=== Begin Enclosure ===
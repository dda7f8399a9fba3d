//! Metrics collection and exposition.
//!
//! # Metrics
//! - `explorer_rpc_calls_total` (counter): daemon calls by method, outcome
//! - `explorer_rpc_duration_seconds` (histogram): daemon call latency
//! - `explorer_cache_refreshes_total` (counter): refresh cycles by outcome
//! - `explorer_cache_highest_block` (gauge): newest cached height
//! - `explorer_unsafe_content_total` (counter): rejected daemon strings
//! - `explorer_block_body_parse_failures_total` (counter)
//! - `explorer_http_requests_total` (counter): page requests by route, status
//!
//! Recording is a no-op until [`init_metrics`] installs the exporter.

use std::net::SocketAddr;
use std::time::Instant;

use metrics::{counter, gauge, histogram};
use metrics_exporter_prometheus::PrometheusBuilder;

use crate::daemon::DaemonError;

/// Install the Prometheus exporter listening on `addr`.
pub fn init_metrics(addr: SocketAddr) {
    match PrometheusBuilder::new().with_http_listener(addr).install() {
        Ok(()) => tracing::info!(address = %addr, "Metrics exporter listening"),
        Err(e) => tracing::error!(address = %addr, error = %e, "Failed to install metrics exporter"),
    }
}

/// Short label for the outcome of a daemon call.
pub fn outcome_label<T>(result: &Result<T, DaemonError>) -> &'static str {
    match result {
        Ok(_) => "ok",
        Err(DaemonError::Rpc { .. }) => "rpc_error",
        Err(DaemonError::Timeout(_)) => "timeout",
        Err(DaemonError::HttpStatus(_)) => "http_status",
        Err(DaemonError::Auth(_)) => "auth",
        Err(DaemonError::Decode(_)) | Err(DaemonError::Status(_)) => "bad_response",
        Err(DaemonError::Connect(_)) | Err(DaemonError::Transport(_)) => "transport",
    }
}

pub fn record_rpc_call<T>(method: &str, result: &Result<T, DaemonError>, start: Instant) {
    let method = method.to_string();
    counter!(
        "explorer_rpc_calls_total",
        "method" => method.clone(),
        "outcome" => outcome_label(result)
    )
    .increment(1);
    histogram!("explorer_rpc_duration_seconds", "method" => method)
        .record(start.elapsed().as_secs_f64());
}

pub fn record_cache_refresh(success: bool, highest: Option<u64>) {
    let outcome = if success { "ok" } else { "error" };
    counter!("explorer_cache_refreshes_total", "outcome" => outcome).increment(1);
    if let Some(height) = highest {
        gauge!("explorer_cache_highest_block").set(height as f64);
    }
}

pub fn record_unsafe_content() {
    counter!("explorer_unsafe_content_total").increment(1);
}

pub fn record_block_body_parse_failure() {
    counter!("explorer_block_body_parse_failures_total").increment(1);
}

pub fn record_request(route: &str, status: u16, start: Instant) {
    let route = route.to_string();
    counter!(
        "explorer_http_requests_total",
        "route" => route.clone(),
        "status" => status.to_string()
    )
    .increment(1);
    histogram!("explorer_http_request_duration_seconds", "route" => route)
        .record(start.elapsed().as_secs_f64());
}
//! In-memory daemon used by unit tests across the crate.

use std::collections::{HashMap, HashSet};
use std::sync::{Arc, Mutex};

use async_trait::async_trait;
use serde_json::{json, Value};

use crate::daemon::client::DaemonClient;
use crate::daemon::transport::DaemonTransport;
use crate::daemon::types::{BlockHeader, DaemonError, DaemonResult};

pub const GENESIS_TIMESTAMP: u64 = 1_700_000_000;
pub const DIFFICULTY: u64 = 300_000_000_000;

#[derive(Default)]
struct MockState {
    height: u64,
    status: String,
    offline: bool,
    failures_remaining: usize,
    txs: HashMap<String, u64>,
    corrupt_bodies: HashSet<u64>,
    hash_overrides: HashMap<u64, String>,
    last_range: Option<(u64, u64)>,
    calls: HashMap<String, usize>,
}

/// Fake daemon holding a synthetic chain.
#[derive(Clone, Default)]
pub struct MockDaemon {
    state: Arc<Mutex<MockState>>,
}

impl MockDaemon {
    /// Chain with `height` blocks (heights `0..height`).
    pub fn with_chain(height: u64) -> Self {
        let daemon = Self::default();
        {
            let mut state = daemon.state.lock().unwrap();
            state.height = height;
            state.status = "OK".to_string();
        }
        daemon
    }

    pub fn client(&self) -> DaemonClient {
        DaemonClient::new(Arc::new(self.clone()))
    }

    pub fn block_hash(height: u64) -> String {
        format!("b{:063x}", height)
    }

    pub fn tx_hash(n: u64) -> String {
        format!("e{:063x}", n)
    }

    pub fn miner_tx_hash(height: u64) -> String {
        format!("c{:063x}", height)
    }

    pub fn set_height(&self, height: u64) {
        self.state.lock().unwrap().height = height;
    }

    pub fn set_status(&self, status: &str) {
        self.state.lock().unwrap().status = status.to_string();
    }

    pub fn set_offline(&self, offline: bool) {
        self.state.lock().unwrap().offline = offline;
    }

    /// Fail the next `n` calls with a transport error.
    pub fn fail_next(&self, n: usize) {
        self.state.lock().unwrap().failures_remaining = n;
    }

    /// Register a transaction mined at `height` (0 = still in the pool).
    pub fn add_transaction(&self, hash: &str, height: u64) {
        self.state.lock().unwrap().txs.insert(hash.to_string(), height);
    }

    pub fn corrupt_block_body(&self, height: u64) {
        self.state.lock().unwrap().corrupt_bodies.insert(height);
    }

    /// Make the daemon report `hash` for the block at `height`.
    pub fn override_block_hash(&self, height: u64, hash: &str) {
        self.state
            .lock()
            .unwrap()
            .hash_overrides
            .insert(height, hash.to_string());
    }

    pub fn last_range(&self) -> Option<(u64, u64)> {
        self.state.lock().unwrap().last_range
    }

    pub fn calls(&self, method: &str) -> usize {
        self.state.lock().unwrap().calls.get(method).copied().unwrap_or(0)
    }

    fn check_reachable(state: &mut MockState, method: &str) -> DaemonResult<()> {
        *state.calls.entry(method.to_string()).or_default() += 1;
        if state.offline {
            return Err(DaemonError::Transport("connection refused".to_string()));
        }
        if state.failures_remaining > 0 {
            state.failures_remaining -= 1;
            return Err(DaemonError::Transport("connection reset".to_string()));
        }
        Ok(())
    }

    fn hash_of(state: &MockState, height: u64) -> String {
        state
            .hash_overrides
            .get(&height)
            .cloned()
            .unwrap_or_else(|| Self::block_hash(height))
    }

    fn txs_in_block(state: &MockState, height: u64) -> Vec<String> {
        let mut txs: Vec<String> = state
            .txs
            .iter()
            .filter(|(_, h)| **h == height && height != 0)
            .map(|(hash, _)| hash.clone())
            .collect();
        txs.sort();
        txs
    }

    fn header(state: &MockState, height: u64) -> BlockHeader {
        BlockHeader {
            height,
            hash: Self::hash_of(state, height),
            timestamp: GENESIS_TIMESTAMP + height * 120,
            tx_count: Self::txs_in_block(state, height).len() as u64 + 1,
            size: 1_000 + height,
            difficulty: DIFFICULTY,
            reward: 600_000_000_000,
        }
    }

    fn find_height(state: &MockState, hash: &str) -> Option<u64> {
        (0..state.height).find(|h| Self::hash_of(state, *h) == hash)
    }

    fn not_found(code: i64, message: &str) -> DaemonError {
        DaemonError::Rpc {
            code,
            message: message.to_string(),
        }
    }
}

#[async_trait]
impl DaemonTransport for MockDaemon {
    async fn json_rpc(&self, method: &str, params: Value) -> DaemonResult<Value> {
        let mut state = self.state.lock().unwrap();
        Self::check_reachable(&mut state, method)?;
        let status = state.status.clone();

        match method {
            "get_info" => Ok(json!({
                "difficulty": DIFFICULTY,
                "tx_count": 42_000_000u64,
                "height": state.height,
                "status": status,
            })),
            "get_block_headers_range" => {
                let start = params["start_height"].as_u64().unwrap_or_default();
                let end = params["end_height"].as_u64().unwrap_or_default();
                state.last_range = Some((start, end));
                if end >= state.height || start > end {
                    return Err(Self::not_found(-2, "Invalid start/end heights"));
                }
                let headers: Vec<_> = (start..=end).map(|h| Self::header(&state, h)).collect();
                Ok(json!({ "headers": headers, "status": status }))
            }
            "get_block_header_by_height" => {
                let height = params["height"].as_u64().unwrap_or_default();
                if height >= state.height {
                    return Err(Self::not_found(-2, "Requested block height too big"));
                }
                Ok(json!({ "block_header": Self::header(&state, height), "status": status }))
            }
            "get_block_header_by_hash" => {
                let hash = params["hashes"][0].as_str().unwrap_or_default();
                match Self::find_height(&state, hash) {
                    Some(height) => Ok(json!({
                        "block_headers": [Self::header(&state, height)],
                        "status": status,
                    })),
                    None => Err(Self::not_found(-5, "Internal error: can't get block by hash")),
                }
            }
            "get_block" => {
                let height = match (params["height"].as_u64(), params["hash"].as_str()) {
                    (Some(height), _) if height < state.height => Some(height),
                    (None, Some(hash)) => Self::find_height(&state, hash),
                    _ => None,
                };
                let Some(height) = height else {
                    return Err(Self::not_found(-2, "Block not found"));
                };
                let body = if state.corrupt_bodies.contains(&height) {
                    "{\"tx_hashes\": [".to_string()
                } else {
                    json!({ "tx_hashes": Self::txs_in_block(&state, height) }).to_string()
                };
                Ok(json!({
                    "block_header": Self::header(&state, height),
                    "json": body,
                    "miner_tx_hash": Self::miner_tx_hash(height),
                    "status": status,
                }))
            }
            _ => Err(Self::not_found(-32601, "Method not found")),
        }
    }

    async fn call(&self, path: &str, body: Value) -> DaemonResult<Value> {
        let mut state = self.state.lock().unwrap();
        Self::check_reachable(&mut state, path)?;
        let status = state.status.clone();

        match path {
            "get_height" => Ok(json!({ "height": state.height, "status": status })),
            "get_transactions" => {
                let hash = body["txs_hashes"][0].as_str().unwrap_or_default();
                match state.txs.get(hash).copied() {
                    Some(height) => {
                        let in_pool = height == 0;
                        let block_timestamp = if in_pool {
                            0
                        } else {
                            GENESIS_TIMESTAMP + height * 120
                        };
                        Ok(json!({
                            "txs": [{
                                "tx_hash": hash,
                                "as_hex": "ab".repeat(1_500),
                                "block_height": height,
                                "block_timestamp": block_timestamp,
                                "double_spend_seen": false,
                                "in_pool": in_pool,
                            }],
                            "status": status,
                        }))
                    }
                    None => Ok(json!({ "missed_tx": [hash], "status": status })),
                }
            }
            _ => Err(DaemonError::HttpStatus(404)),
        }
    }
}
=== End Enclosure ===
◆ Problem statement ◆
Reproduce the listing above exactly, but only from its first line through the line holding "use std::net::SocketAddr;"; both of those lines are included.

◆ Response to this task ◆
repository dda7f8399a9fba3d
//! Metrics collection and exposition.
//!
//! # Metrics
//! - `explorer_rpc_calls_total` (counter): daemon calls by method, outcome
//! - `explorer_rpc_duration_seconds` (histogram): daemon call latency
//! - `explorer_cache_refreshes_total` (counter): refresh cycles by outcome
//! - `explorer_cache_highest_block` (gauge): newest cached height
//! - `explorer_unsafe_content_total` (counter): rejected daemon strings
//! - `explorer_block_body_parse_failures_total` (counter)
//! - `explorer_http_requests_total` (counter): page requests by route, status
//!
//! Recording is a no-op until [`init_metrics`] installs the exporter.

use std::net::SocketAddr;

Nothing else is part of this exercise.